In the ‘freefrom’ retail world, ingredients lists are, so to speak, our bread and butter. By law they are there on every product that comes our way in, hopefully, but not always, in a legible size print, with the major allergens in bold and highlighted in a separate box. We expect them to be inclusive, comprehensive and comprehensible – and we get very cross if they are not. So it comes as a bit of a shock to realise that what happens in food retailing does not necessarily happen everywhere else.

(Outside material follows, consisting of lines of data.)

//! Continuation policy: decides whether another turn should occur

use chrono::{DateTime, Utc};

use crate::types::Session;

#[derive(Debug, Clone, Copy)]
pub struct ContinuationPolicy {
    /// Below this many answers the interview always continues
    pub min_answers: usize,
    /// At this many answers the interview always stops
    pub max_answers: usize,
    /// Wall-clock limit applied between the two bounds
    pub max_duration: chrono::Duration,
}

impl Default for ContinuationPolicy {
    fn default() -> Self {
        Self {
            min_answers: 3,
            max_answers: 10,
            max_duration: chrono::Duration::minutes(30),
        }
    }
}

impl ContinuationPolicy {
    /// Evaluated after the latest answer has been recorded
    pub fn should_continue(&self, session: &Session, now: DateTime<Utc>) -> bool {
        let answered = session.answers.len();

        if answered < self.min_answers {
            return true;
        }
        if answered >= self.max_answers {
            return false;
        }
        session.age(now) <= self.max_duration
    }
}
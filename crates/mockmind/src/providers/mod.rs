//! LLM provider abstraction
//!
//! The backend is chosen once from configuration; the rest of the crate only
//! sees `Arc<dyn LlmProvider>`.

pub mod groq;
pub mod llm;
pub mod ollama;

use std::sync::Arc;

use crate::config::{LlmBackend, LlmConfig};
use crate::error::Result;

pub use groq::GroqProvider;
pub use llm::{ConnectionStatus, GenerateOptions, LlmProvider};
pub use ollama::OllamaProvider;

/// Construct the configured backend
pub fn build_provider(config: &LlmConfig) -> Result<Arc<dyn LlmProvider>> {
    let provider: Arc<dyn LlmProvider> = match config.backend {
        LlmBackend::Ollama => Arc::new(OllamaProvider::new(config)),
        LlmBackend::Groq => Arc::new(GroqProvider::new(config)?),
    };

    tracing::info!(
        "Using LLM provider {} with model {}",
        provider.name(),
        provider.model()
    );
    Ok(provider)
}

#[cfg(test)]
mod tests {
    use super::*;

    #[test]
    fn test_build_default_is_ollama() {
        let provider = build_provider(&LlmConfig::default()).unwrap();
        assert_eq!(provider.name(), "ollama");
        assert_eq!(provider.model(), "llama3.2:3b");
    }

    #[test]
    fn test_build_groq() {
        let config = LlmConfig {
            backend: LlmBackend::Groq,
            api_key: Some("gsk_test".to_string()),
            model: "llama-3.3-70b-versatile".to_string(),
            ..LlmConfig::default()
        };
        assert_eq!(build_provider(&config).unwrap().name(), "groq");
    }
}
//! HTTP response payloads

use chrono::{DateTime, Utc};
use serde::{Deserialize, Serialize};
use uuid::Uuid;

use super::report::Report;
use super::session::{Evaluation, InterviewSetup, Level, Question, Session, SessionStatus};

/// Success envelope: `{"success": true, "data": ...}`
#[derive(Debug, Clone, Serialize, Deserialize)]
pub struct ApiResponse<T> {
    pub success: bool,
    pub data: T,
}

impl<T> ApiResponse<T> {
    pub fn ok(data: T) -> Self {
        Self {
            success: true,
            data,
        }
    }
}

#[derive(Debug, Clone, Serialize, Deserialize)]
#[serde(rename_all = "camelCase")]
pub struct StartInterviewResponse {
    pub session_id: Uuid,
    pub question: Question,
}

#[derive(Debug, Clone, Serialize, Deserialize)]
#[serde(rename_all = "camelCase")]
pub struct AnswerResponse {
    pub evaluation: Evaluation,
    pub next_question: Option<Question>,
    pub should_continue: bool,
}

#[derive(Debug, Clone, Serialize, Deserialize)]
#[serde(rename_all = "camelCase")]
pub struct EndInterviewResponse {
    pub report_id: Uuid,
    pub report: Report,
}

#[derive(Debug, Clone, Serialize, Deserialize)]
#[serde(rename_all = "camelCase")]
pub struct SessionStatusResponse {
    pub session_id: Uuid,
    pub status: SessionStatus,
    pub current_question_index: usize,
    pub total_questions: usize,
    pub total_answers: usize,
    pub config: InterviewSetup,
}

impl From<&Session> for SessionStatusResponse {
    fn from(session: &Session) -> Self {
        Self {
            session_id: session.session_id,
            status: session.status,
            current_question_index: session.current_question_index,
            total_questions: session.questions.len(),
            total_answers: session.answers.len(),
            config: session.config.clone(),
        }
    }
}

/// Session metadata attached to a report view
#[derive(Debug, Clone, Serialize, Deserialize)]
#[serde(rename_all = "camelCase")]
pub struct SessionSummary {
    pub role: String,
    pub level: Level,
    pub topics: Vec<String>,
    #[serde(with = "chrono::serde::ts_milliseconds")]
    pub start_time: DateTime<Utc>,
    #[serde(with = "chrono::serde::ts_milliseconds_option", default)]
    pub end_time: Option<DateTime<Utc>>,
    /// Rounded seconds, absent while the session has no end time
    pub duration: Option<u64>,
}

impl From<&Session> for SessionSummary {
    fn from(session: &Session) -> Self {
        Self {
            role: session.config.role.clone(),
            level: session.config.level,
            topics: session.config.topics.clone(),
            start_time: session.start_time,
            end_time: session.end_time,
            duration: session.end_time.map(|end| {
                let ms = end.signed_duration_since(session.start_time).num_milliseconds();
                (ms.max(0) as f64 / 1000.0).round() as u64
            }),
        }
    }
}

/// Report enriched with session metadata for display
#[derive(Debug, Clone, Serialize, Deserialize)]
pub struct ReportView {
    #[serde(flatten)]
    pub report: Report,
    pub session: Option<SessionSummary>,
}

#[derive(Debug, Clone, Serialize, Deserialize)]
#[serde(rename_all = "camelCase")]
pub struct StatsResponse {
    pub active_sessions: usize,
    pub reports_stored: usize,
}
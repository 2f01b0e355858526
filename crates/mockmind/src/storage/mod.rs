//! Persistent storage for interview sessions and reports

pub mod session_store;

pub use session_store::SessionStore;
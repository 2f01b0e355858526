//! Recovery of JSON objects from free-form LLM output
//!
//! Models asked for "only JSON" still wrap it in markdown fences, prepend
//! commentary or leave trailing commas. Strategies are tried in order and the
//! first successful parse wins.

use once_cell::sync::Lazy;
use regex::Regex;
use serde_json::Value;

use crate::error::{Error, Result};

/// Maximum characters of offending output written to logs
const LOG_EXCERPT_CHARS: usize = 500;

static FENCE: Lazy<Regex> =
    Lazy::new(|| Regex::new(r"```(?:json|JSON)?\s*([\s\S]*?)```").expect("Invalid regex"));
static OUTER_OBJECT: Lazy<Regex> = Lazy::new(|| Regex::new(r"\{[\s\S]*\}").expect("Invalid regex"));
static TRAILING_COMMA_OBJECT: Lazy<Regex> =
    Lazy::new(|| Regex::new(r",\s*\}").expect("Invalid regex"));
static TRAILING_COMMA_ARRAY: Lazy<Regex> =
    Lazy::new(|| Regex::new(r",\s*\]").expect("Invalid regex"));

/// Extract a JSON value from raw model text
pub fn extract_json(text: &str) -> Result<Value> {
    if text.trim().is_empty() {
        return Err(Error::invalid_response("Empty response from LLM"));
    }

    // 1. Direct parse
    if let Ok(value) = serde_json::from_str::<Value>(text.trim()) {
        return Ok(value);
    }

    // 2. Markdown code fence
    if let Some(inner) = FENCE.captures(text).and_then(|c| c.get(1)) {
        if let Ok(value) = serde_json::from_str::<Value>(inner.as_str().trim()) {
            return Ok(value);
        }
    }

    // 3. Outermost { ... } span
    let Some(span) = OUTER_OBJECT.find(text) else {
        tracing::error!("No JSON found in LLM response: {}", excerpt(text));
        return Err(Error::invalid_response("No JSON found in LLM response"));
    };
    if let Ok(value) = serde_json::from_str::<Value>(span.as_str()) {
        return Ok(value);
    }

    // 4. Same span with control characters and trailing commas removed
    let cleaned = clean_json(span.as_str());
    serde_json::from_str::<Value>(&cleaned).map_err(|e| {
        tracing::error!("Failed to parse extracted JSON ({}): {}", e, excerpt(span.as_str()));
        Error::invalid_response("Invalid JSON in LLM response")
    })
}

/// Drop control characters (other than whitespace) and trailing commas
fn clean_json(span: &str) -> String {
    let stripped: String = span
        .chars()
        .filter(|c| !c.is_control() || matches!(c, '\n' | '\r' | '\t'))
        .collect();
    let stripped = TRAILING_COMMA_OBJECT.replace_all(&stripped, "}");
    TRAILING_COMMA_ARRAY.replace_all(&stripped, "]").into_owned()
}

/// Truncate text for log output on a character boundary
pub fn excerpt(text: &str) -> String {
    match text.char_indices().nth(LOG_EXCERPT_CHARS) {
        Some((idx, _)) => format!("{}...", &text[..idx]),
        None => text.to_string(),
    }
}
//! LLM provider trait for prompt completion

use async_trait::async_trait;
use serde::{Deserialize, Serialize};

use crate::error::{Error, Result};

/// Sampling options sent with every completion request
#[derive(Debug, Clone, Copy, PartialEq, Serialize, Deserialize)]
pub struct GenerateOptions {
    pub temperature: f32,
    pub top_p: f32,
}

impl Default for GenerateOptions {
    fn default() -> Self {
        Self {
            temperature: 0.7,
            top_p: 0.9,
        }
    }
}

impl GenerateOptions {
    pub fn with_temperature(temperature: f32) -> Self {
        Self {
            temperature,
            ..Self::default()
        }
    }
}

/// Result of probing the provider's model listing
#[derive(Debug, Clone, PartialEq, Eq, Serialize, Deserialize)]
pub struct ConnectionStatus {
    pub connected: bool,
    pub model: String,
    /// Whether the configured model appears in the provider's listing
    pub available: bool,
    #[serde(skip_serializing_if = "Option::is_none")]
    pub error: Option<String>,
}

impl ConnectionStatus {
    pub fn connected(model: &str, available: bool) -> Self {
        Self {
            connected: true,
            model: model.to_string(),
            available,
            error: None,
        }
    }

    pub fn failed(model: &str, error: impl Into<String>) -> Self {
        Self {
            connected: false,
            model: model.to_string(),
            available: false,
            error: Some(error.into()),
        }
    }
}

/// Trait for text-generation backends
///
/// Implementations:
/// - `OllamaProvider`: local Ollama server (`/api/generate`, JSON format mode)
/// - `GroqProvider`: Groq cloud, OpenAI-compatible chat completions
///
/// Implementations perform a single request per call and classify failures;
/// retry and JSON recovery live in [`crate::generation::LlmGateway`].
#[async_trait]
pub trait LlmProvider: Send + Sync {
    /// Send one prompt and return the raw completion text
    ///
    /// Errors must be classified as `ProviderUnreachable`, `ProviderTimeout`,
    /// `RateLimited` or `Llm`.
    async fn complete(&self, prompt: &str, options: &GenerateOptions) -> Result<String>;

    /// Probe the discovery endpoint. Never fails; failures are captured in the status.
    async fn test_connection(&self) -> ConnectionStatus;

    /// Get provider name for logging
    fn name(&self) -> &str;

    /// Get the model being used
    fn model(&self) -> &str;
}

/// Classify a transport failure from reqwest
pub(crate) fn transport_error(provider: &str, base_url: &str, err: reqwest::Error) -> Error {
    if err.is_timeout() {
        Error::ProviderTimeout(format!("{} at {} did not respond in time", provider, base_url))
    } else if err.is_connect() {
        Error::ProviderUnreachable(format!("Cannot connect to {} at {}", provider, base_url))
    } else {
        Error::llm(format!("{} request failed: {}", provider, err))
    }
}

#[cfg(test)]
mod tests {
    use super::*;

    #[test]
    fn test_default_options() {
        let options = GenerateOptions::default();
        assert_eq!(options.temperature, 0.7);
        assert_eq!(options.top_p, 0.9);
        assert_eq!(GenerateOptions::with_temperature(0.8).top_p, 0.9);
    }

    #[test]
    fn test_connection_status_serialization() {
        let ok = serde_json::to_value(ConnectionStatus::connected("llama3.2:3b", true)).unwrap();
        assert_eq!(ok["connected"], true);
        assert!(ok.get("error").is_none());

        let failed = ConnectionStatus::failed("llama3.2:3b", "connection refused");
        assert!(!failed.available);
        assert_eq!(failed.error.as_deref(), Some("connection refused"));
    }
}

We realised, when we set out with our Freefrom Restaurant/Eating Out Awards, that ingredients would be the main stumbling block for the food service trade. Why? Because, as from mid December 2014, all food service/catering establishments (restaurants, pubs, cafés, sandwich bars, canteens, schools etc) are going to have to be able to tell any customer who asks exactly what the allergen status of their food is. Which is why the catering industry is getting in such a twitter about allergens and why everyone is offering training courses, seminars, conferences etc to help bring them up to speed. (I am involved in two – the FDIN two day freefrom ‘summit’ in September and FATC’s conference in October – and I am sure there are lots more.)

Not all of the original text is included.